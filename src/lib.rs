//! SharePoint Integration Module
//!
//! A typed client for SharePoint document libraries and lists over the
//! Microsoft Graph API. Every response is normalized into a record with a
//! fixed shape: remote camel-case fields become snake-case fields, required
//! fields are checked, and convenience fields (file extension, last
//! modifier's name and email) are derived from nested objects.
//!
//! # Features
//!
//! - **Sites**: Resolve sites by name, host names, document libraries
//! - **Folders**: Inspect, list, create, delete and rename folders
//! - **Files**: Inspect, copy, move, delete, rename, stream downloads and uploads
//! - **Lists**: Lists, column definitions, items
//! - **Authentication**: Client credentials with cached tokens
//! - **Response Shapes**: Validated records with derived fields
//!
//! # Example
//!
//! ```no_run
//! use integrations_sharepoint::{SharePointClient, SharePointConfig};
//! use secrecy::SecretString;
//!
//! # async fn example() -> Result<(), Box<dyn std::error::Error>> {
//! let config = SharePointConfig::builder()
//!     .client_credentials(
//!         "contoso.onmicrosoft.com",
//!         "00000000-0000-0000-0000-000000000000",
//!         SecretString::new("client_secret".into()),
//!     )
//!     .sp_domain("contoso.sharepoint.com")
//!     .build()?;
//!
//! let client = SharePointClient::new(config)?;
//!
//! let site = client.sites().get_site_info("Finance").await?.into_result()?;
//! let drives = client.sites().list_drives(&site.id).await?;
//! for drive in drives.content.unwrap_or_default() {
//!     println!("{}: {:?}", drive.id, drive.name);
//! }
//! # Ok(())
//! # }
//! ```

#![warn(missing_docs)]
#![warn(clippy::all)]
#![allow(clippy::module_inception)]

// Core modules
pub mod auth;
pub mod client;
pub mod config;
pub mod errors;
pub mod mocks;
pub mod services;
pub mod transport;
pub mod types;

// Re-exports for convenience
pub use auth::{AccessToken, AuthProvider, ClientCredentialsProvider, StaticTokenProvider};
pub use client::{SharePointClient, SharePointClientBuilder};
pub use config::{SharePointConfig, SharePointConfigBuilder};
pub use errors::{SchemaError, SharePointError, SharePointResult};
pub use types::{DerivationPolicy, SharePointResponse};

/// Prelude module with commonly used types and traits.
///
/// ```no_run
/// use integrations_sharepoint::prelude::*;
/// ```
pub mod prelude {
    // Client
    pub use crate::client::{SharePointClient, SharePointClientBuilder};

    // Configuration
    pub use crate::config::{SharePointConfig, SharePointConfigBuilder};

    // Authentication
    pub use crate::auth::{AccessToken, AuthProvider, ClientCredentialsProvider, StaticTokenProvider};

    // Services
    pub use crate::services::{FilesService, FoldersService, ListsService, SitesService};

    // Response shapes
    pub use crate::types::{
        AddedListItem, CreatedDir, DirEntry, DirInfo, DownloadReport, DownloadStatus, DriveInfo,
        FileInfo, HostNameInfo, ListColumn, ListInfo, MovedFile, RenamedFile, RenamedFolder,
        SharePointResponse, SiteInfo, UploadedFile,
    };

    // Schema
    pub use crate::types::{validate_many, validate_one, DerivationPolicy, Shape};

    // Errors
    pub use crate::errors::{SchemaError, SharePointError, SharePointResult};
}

|---|

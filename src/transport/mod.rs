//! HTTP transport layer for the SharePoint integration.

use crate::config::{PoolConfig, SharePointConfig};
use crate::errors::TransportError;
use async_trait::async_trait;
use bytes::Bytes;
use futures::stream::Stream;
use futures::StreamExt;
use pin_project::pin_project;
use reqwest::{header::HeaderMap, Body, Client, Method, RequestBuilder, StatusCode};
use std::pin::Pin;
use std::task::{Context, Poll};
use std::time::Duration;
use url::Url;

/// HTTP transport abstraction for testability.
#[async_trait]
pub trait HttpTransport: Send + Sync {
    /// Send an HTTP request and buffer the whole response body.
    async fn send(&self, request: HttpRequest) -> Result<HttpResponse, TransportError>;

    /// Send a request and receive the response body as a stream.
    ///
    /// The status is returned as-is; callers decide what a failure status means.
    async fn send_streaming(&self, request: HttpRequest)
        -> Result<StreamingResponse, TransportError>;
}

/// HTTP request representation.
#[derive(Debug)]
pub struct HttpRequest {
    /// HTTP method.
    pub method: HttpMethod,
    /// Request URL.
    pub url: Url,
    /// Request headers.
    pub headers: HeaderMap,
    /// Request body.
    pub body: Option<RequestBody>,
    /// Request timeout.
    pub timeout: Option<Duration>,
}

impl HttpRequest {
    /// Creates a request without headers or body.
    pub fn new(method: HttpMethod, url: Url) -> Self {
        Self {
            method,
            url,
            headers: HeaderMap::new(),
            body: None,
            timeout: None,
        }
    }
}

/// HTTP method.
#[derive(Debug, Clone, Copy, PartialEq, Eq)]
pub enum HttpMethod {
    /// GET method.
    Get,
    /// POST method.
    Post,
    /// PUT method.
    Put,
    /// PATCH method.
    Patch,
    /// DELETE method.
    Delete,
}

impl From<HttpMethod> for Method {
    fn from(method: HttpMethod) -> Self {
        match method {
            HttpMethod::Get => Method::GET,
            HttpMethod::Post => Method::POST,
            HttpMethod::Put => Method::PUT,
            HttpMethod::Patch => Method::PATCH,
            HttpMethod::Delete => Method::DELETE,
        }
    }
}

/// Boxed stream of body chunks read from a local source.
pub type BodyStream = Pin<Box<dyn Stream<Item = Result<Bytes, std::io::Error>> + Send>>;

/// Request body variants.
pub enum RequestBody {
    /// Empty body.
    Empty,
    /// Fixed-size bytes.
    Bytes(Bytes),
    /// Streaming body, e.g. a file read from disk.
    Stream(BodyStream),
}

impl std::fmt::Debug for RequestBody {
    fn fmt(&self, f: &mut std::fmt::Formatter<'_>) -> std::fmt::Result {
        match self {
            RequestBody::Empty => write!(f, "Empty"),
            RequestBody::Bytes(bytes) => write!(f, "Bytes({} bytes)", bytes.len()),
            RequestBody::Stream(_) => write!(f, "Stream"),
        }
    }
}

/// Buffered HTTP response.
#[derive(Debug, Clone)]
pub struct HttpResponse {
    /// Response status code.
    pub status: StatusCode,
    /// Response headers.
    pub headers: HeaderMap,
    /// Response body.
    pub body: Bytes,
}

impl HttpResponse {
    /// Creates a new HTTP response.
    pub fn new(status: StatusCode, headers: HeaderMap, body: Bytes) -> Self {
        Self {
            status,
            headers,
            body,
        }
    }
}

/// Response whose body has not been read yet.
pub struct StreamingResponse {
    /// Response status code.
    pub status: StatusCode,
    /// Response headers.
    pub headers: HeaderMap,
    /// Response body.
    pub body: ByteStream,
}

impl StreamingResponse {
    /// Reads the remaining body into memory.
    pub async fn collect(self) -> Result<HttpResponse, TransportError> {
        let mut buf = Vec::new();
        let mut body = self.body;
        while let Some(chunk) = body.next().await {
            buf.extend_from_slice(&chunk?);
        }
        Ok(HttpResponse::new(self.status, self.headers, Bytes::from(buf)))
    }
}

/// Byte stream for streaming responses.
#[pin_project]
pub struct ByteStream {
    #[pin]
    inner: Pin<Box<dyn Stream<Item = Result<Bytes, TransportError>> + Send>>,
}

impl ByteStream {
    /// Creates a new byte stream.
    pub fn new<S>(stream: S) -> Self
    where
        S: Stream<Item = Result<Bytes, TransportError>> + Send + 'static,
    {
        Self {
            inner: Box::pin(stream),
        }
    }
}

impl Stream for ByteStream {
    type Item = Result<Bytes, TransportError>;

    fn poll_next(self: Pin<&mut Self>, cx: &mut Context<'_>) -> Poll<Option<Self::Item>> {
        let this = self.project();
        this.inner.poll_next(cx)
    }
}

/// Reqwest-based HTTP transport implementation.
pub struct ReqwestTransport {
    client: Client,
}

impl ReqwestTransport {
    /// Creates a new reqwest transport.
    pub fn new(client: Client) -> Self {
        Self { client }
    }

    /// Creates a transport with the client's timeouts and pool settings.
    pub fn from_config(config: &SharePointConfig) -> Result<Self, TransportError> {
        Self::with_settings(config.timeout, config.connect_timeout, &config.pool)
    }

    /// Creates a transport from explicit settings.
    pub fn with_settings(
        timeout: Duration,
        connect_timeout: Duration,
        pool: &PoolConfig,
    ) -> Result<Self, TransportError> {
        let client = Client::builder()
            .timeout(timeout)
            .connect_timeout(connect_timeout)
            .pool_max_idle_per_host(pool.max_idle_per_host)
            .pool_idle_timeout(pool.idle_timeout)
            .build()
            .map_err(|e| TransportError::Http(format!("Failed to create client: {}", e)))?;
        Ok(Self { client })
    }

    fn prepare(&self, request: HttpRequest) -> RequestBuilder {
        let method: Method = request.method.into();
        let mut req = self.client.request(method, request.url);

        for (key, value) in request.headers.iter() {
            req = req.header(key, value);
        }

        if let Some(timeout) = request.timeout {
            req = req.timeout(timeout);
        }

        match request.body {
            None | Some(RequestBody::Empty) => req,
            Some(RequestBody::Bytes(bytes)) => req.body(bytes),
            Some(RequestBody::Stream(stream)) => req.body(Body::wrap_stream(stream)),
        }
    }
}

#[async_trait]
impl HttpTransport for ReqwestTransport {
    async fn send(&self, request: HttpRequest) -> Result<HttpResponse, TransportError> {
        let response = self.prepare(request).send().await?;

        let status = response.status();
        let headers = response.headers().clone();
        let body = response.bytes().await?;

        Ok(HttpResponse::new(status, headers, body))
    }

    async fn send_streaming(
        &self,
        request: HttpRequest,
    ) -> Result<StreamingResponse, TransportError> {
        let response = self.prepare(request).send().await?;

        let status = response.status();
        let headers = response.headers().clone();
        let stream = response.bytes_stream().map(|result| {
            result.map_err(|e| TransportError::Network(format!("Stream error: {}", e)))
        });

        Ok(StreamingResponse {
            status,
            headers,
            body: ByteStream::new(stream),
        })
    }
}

|---|

### [WHAT IS REQUIRED]
Where a line of the records contains the word "AuthProvider", copy that line.

### [EXERCISE ANSWER]
pub use auth::{AccessToken, AuthProvider, ClientCredentialsProvider, StaticTokenProvider};
    pub use crate::auth::{AccessToken, AuthProvider, ClientCredentialsProvider, StaticTokenProvider};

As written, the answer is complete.